Determine how many lines in the entries below include the word "kind", and reply with that number alone.

━━ RECORD SET

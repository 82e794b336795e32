//! End-to-end engine scenarios over the in-memory key-value collaborator.

use chrono::{Duration, Utc};
use inroad_core::models::{Actor, ConnectionStrategy, EdgeRecord, GraphSnapshot};
use inroad_core::profile::ActorProfile;
use inroad_core::{ActorId, EngineConfig, InroadError, KeyValueStore, StrategyError};
use inroad_storage::MemoryStore;
use inroad_strategy::{StrategyCache, StrategyEngine};

fn profile(id: &str, name: &str) -> ActorProfile {
    let mut p = ActorProfile::bare(id);
    p.name = name.to_string();
    p
}

fn seed_snapshot(store: &MemoryStore, nodes: &[&str], edges: &[(&str, &str, f64)]) {
    let snapshot = GraphSnapshot {
        nodes: nodes
            .iter()
            .map(|id| Actor::from_profile(ActorProfile::bare(*id)))
            .collect(),
        edges: edges
            .iter()
            .map(|(from, to, weight)| EdgeRecord {
                from: (*from).into(),
                to: (*to).into(),
                weight: *weight,
            })
            .collect(),
    };
    store
        .set(
            &EngineConfig::default().graph_key,
            &serde_json::to_string(&snapshot).unwrap(),
        )
        .unwrap();
}

#[test]
fn direct_edge_yields_direct_path() {
    inroad_core::tracing::init_tracing();
    let store = MemoryStore::new();
    seed_snapshot(&store, &["a", "b"], &[("a", "b", 0.3)]);
    let engine = StrategyEngine::new(store);

    let rec = engine
        .recommend(&profile("a", "Me"), &profile("b", "Tara"))
        .unwrap();
    assert_eq!(rec.strategy.kind(), "direct-path");
    assert!(!rec.from_cache);
    let route = rec.strategy.route().unwrap();
    assert_eq!(route.hops(), 1);
    assert_eq!(route.success_probability, 85.0);
}

#[test]
fn second_request_is_served_from_cache() {
    let store = MemoryStore::new();
    seed_snapshot(&store, &["a", "b"], &[("a", "b", 0.3)]);
    let engine = StrategyEngine::new(store);

    let first = engine
        .recommend(&profile("a", "Me"), &profile("b", "Tara"))
        .unwrap();
    let second = engine
        .recommend(&profile("a", "Me"), &profile("b", "Tara"))
        .unwrap();
    assert!(!first.from_cache);
    assert!(second.from_cache);
    assert_eq!(second.strategy, first.strategy);
    // Tokens keep increasing across requests, cached or not.
    assert!(second.token > first.token);
    assert_eq!(engine.cache().hits(), 1);
}

#[test]
fn self_target_fails_fast() {
    let engine = StrategyEngine::new(MemoryStore::new());
    let err = engine
        .recommend(&profile("a", "Me"), &profile("a", "Me"))
        .unwrap_err();
    assert!(matches!(
        err,
        InroadError::Strategy(StrategyError::SelfTarget { .. })
    ));
}

#[test]
fn unresolved_source_fails_fast() {
    let engine = StrategyEngine::new(MemoryStore::new());
    let err = engine
        .recommend(&profile("", ""), &profile("b", "Tara"))
        .unwrap_err();
    assert!(matches!(
        err,
        InroadError::Strategy(StrategyError::SourceUnresolved { .. })
    ));
}

#[test]
fn lone_source_and_unknown_target_degrade_to_candidate() {
    // Scenario: the graph knows only the source; the target has never been
    // observed. The engine still answers, with a low-confidence candidate
    // referencing the target alone.
    let store = MemoryStore::new();
    seed_snapshot(&store, &["a"], &[]);
    let engine = StrategyEngine::new(store);

    let rec = engine
        .recommend(&profile("a", "Me"), &profile("b", "Tara"))
        .unwrap();
    assert_eq!(rec.strategy.kind(), "candidate");
    assert!(rec.strategy.low_confidence());
    assert_eq!(rec.strategy.suggested().unwrap().id().as_str(), "b");
    assert!(rec.strategy.estimated_acceptance_rate() < 0.85);
}

#[test]
fn upserts_are_persisted_back_to_storage() {
    let store = std::sync::Arc::new(MemoryStore::new());
    seed_snapshot(&store, &["a"], &[]);
    let engine = StrategyEngine::new(store.clone());
    engine
        .recommend(&profile("a", "Me"), &profile("b", "Tara"))
        .unwrap();

    let raw = store
        .get(&EngineConfig::default().graph_key)
        .unwrap()
        .unwrap();
    let snapshot: GraphSnapshot = serde_json::from_str(&raw).unwrap();
    let ids: Vec<&str> = snapshot.nodes.iter().map(|a| a.id().as_str()).collect();
    assert!(ids.contains(&"a") && ids.contains(&"b"));

    // The viewing user's degree was refreshed during the request.
    let me = snapshot.nodes.iter().find(|a| a.id().as_str() == "a").unwrap();
    assert_eq!(me.degree, Some(0));
    // Profile data written by the upsert survives the round trip.
    assert_eq!(me.profile.name, "Me");
}

#[test]
fn never_none_over_small_graph_sweep() {
    // Every distinct pair over assorted graphs must resolve to one of the
    // four variants (or a declared fail-fast error) — never an empty result.
    let shapes: &[(&[&str], &[(&str, &str, f64)])] = &[
        (&["a", "b"], &[]),
        (&["a", "b"], &[("a", "b", 0.2)]),
        (&["a", "b", "c"], &[("a", "c", 0.4), ("c", "b", 0.5)]),
        (&["a", "b", "c", "d"], &[("a", "c", 0.9), ("d", "b", 0.3)]),
        (
            &["a", "b", "c", "d", "e"],
            &[
                ("a", "c", 0.5),
                ("c", "d", 0.5),
                ("d", "e", 0.5),
                ("e", "b", 0.5),
            ],
        ),
    ];

    for (nodes, edges) in shapes {
        let store = MemoryStore::new();
        seed_snapshot(&store, nodes, edges);
        let engine = StrategyEngine::new(store);
        let rec = engine
            .recommend(&profile("a", "Me"), &profile("b", "Tara"))
            .unwrap();
        assert!(
            matches!(
                rec.strategy,
                ConnectionStrategy::DirectPath(_)
                    | ConnectionStrategy::MutualPath(_)
                    | ConnectionStrategy::Intermediary(_)
                    | ConnectionStrategy::Candidate(_)
            ),
            "graph {nodes:?}/{edges:?} produced no strategy"
        );
    }
}

// --- cache behavior over the shared map key ---

fn cached_candidate(target: &str) -> ConnectionStrategy {
    ConnectionStrategy::Candidate(inroad_core::models::SuggestionStrategy {
        suggested: Actor::from_profile(ActorProfile::bare(target)),
        reasoning: "seeded".into(),
        estimated_acceptance_rate: 0.25,
        confidence: 0.2,
        low_confidence: true,
        next_steps: vec![],
    })
}

#[test]
fn entries_older_than_ttl_are_never_returned() {
    let store = MemoryStore::new();
    let config = EngineConfig::default();
    let cache = StrategyCache::new(&config);
    let target = ActorId::new("b");
    let now = Utc::now();

    // Fresh: hit.
    cache
        .set_at(&store, &target, &cached_candidate("b"), now)
        .unwrap();
    assert!(cache.get_at(&store, &target, now).unwrap().is_some());

    // Exactly 24h old: already expired.
    cache
        .set_at(&store, &target, &cached_candidate("b"), now - Duration::hours(24))
        .unwrap();
    assert!(cache.get_at(&store, &target, now).unwrap().is_none());

    // 24h + 1ms: expired.
    cache
        .set_at(
            &store,
            &target,
            &cached_candidate("b"),
            now - Duration::hours(24) - Duration::milliseconds(1),
        )
        .unwrap();
    assert!(cache.get_at(&store, &target, now).unwrap().is_none());

    // 1ms short of 24h: still live.
    cache
        .set_at(
            &store,
            &target,
            &cached_candidate("b"),
            now - Duration::hours(24) + Duration::milliseconds(1),
        )
        .unwrap();
    assert!(cache.get_at(&store, &target, now).unwrap().is_some());
}

#[test]
fn setting_one_target_preserves_siblings() {
    let store = MemoryStore::new();
    let config = EngineConfig::default();
    let cache = StrategyCache::new(&config);
    let now = Utc::now();

    cache
        .set_at(&store, &ActorId::new("b"), &cached_candidate("b"), now)
        .unwrap();
    cache
        .set_at(&store, &ActorId::new("c"), &cached_candidate("c"), now)
        .unwrap();
    // Overwrite one; the sibling must survive the read-modify-write.
    cache
        .set_at(&store, &ActorId::new("b"), &cached_candidate("b"), now)
        .unwrap();

    assert!(cache.get_at(&store, &ActorId::new("c"), now).unwrap().is_some());
    assert!(cache.get_at(&store, &ActorId::new("b"), now).unwrap().is_some());
}

#[test]
fn corrupt_none_entries_are_purged_without_touching_siblings() {
    let store = MemoryStore::new();
    let config = EngineConfig::default();
    let cache = StrategyCache::new(&config);
    let now = Utc::now();

    cache
        .set_at(&store, &ActorId::new("c"), &cached_candidate("c"), now)
        .unwrap();

    // Hand-write a forbidden legacy entry next to the valid one.
    let raw = store.get(&config.cache_key).unwrap().unwrap();
    let mut map: serde_json::Value = serde_json::from_str(&raw).unwrap();
    map.as_object_mut().unwrap().insert(
        "b".into(),
        serde_json::json!({
            "strategy": {"type": "none"},
            "timestamp": now.to_rfc3339(),
        }),
    );
    store.set(&config.cache_key, &map.to_string()).unwrap();

    // The corrupt entry reads as a miss and disappears.
    assert!(cache.get_at(&store, &ActorId::new("b"), now).unwrap().is_none());
    let raw = store.get(&config.cache_key).unwrap().unwrap();
    assert!(!raw.contains("\"none\""));
    // The sibling is untouched.
    assert!(cache.get_at(&store, &ActorId::new("c"), now).unwrap().is_some());
}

━━━━

> _EXERCISE OUTPUT_: 2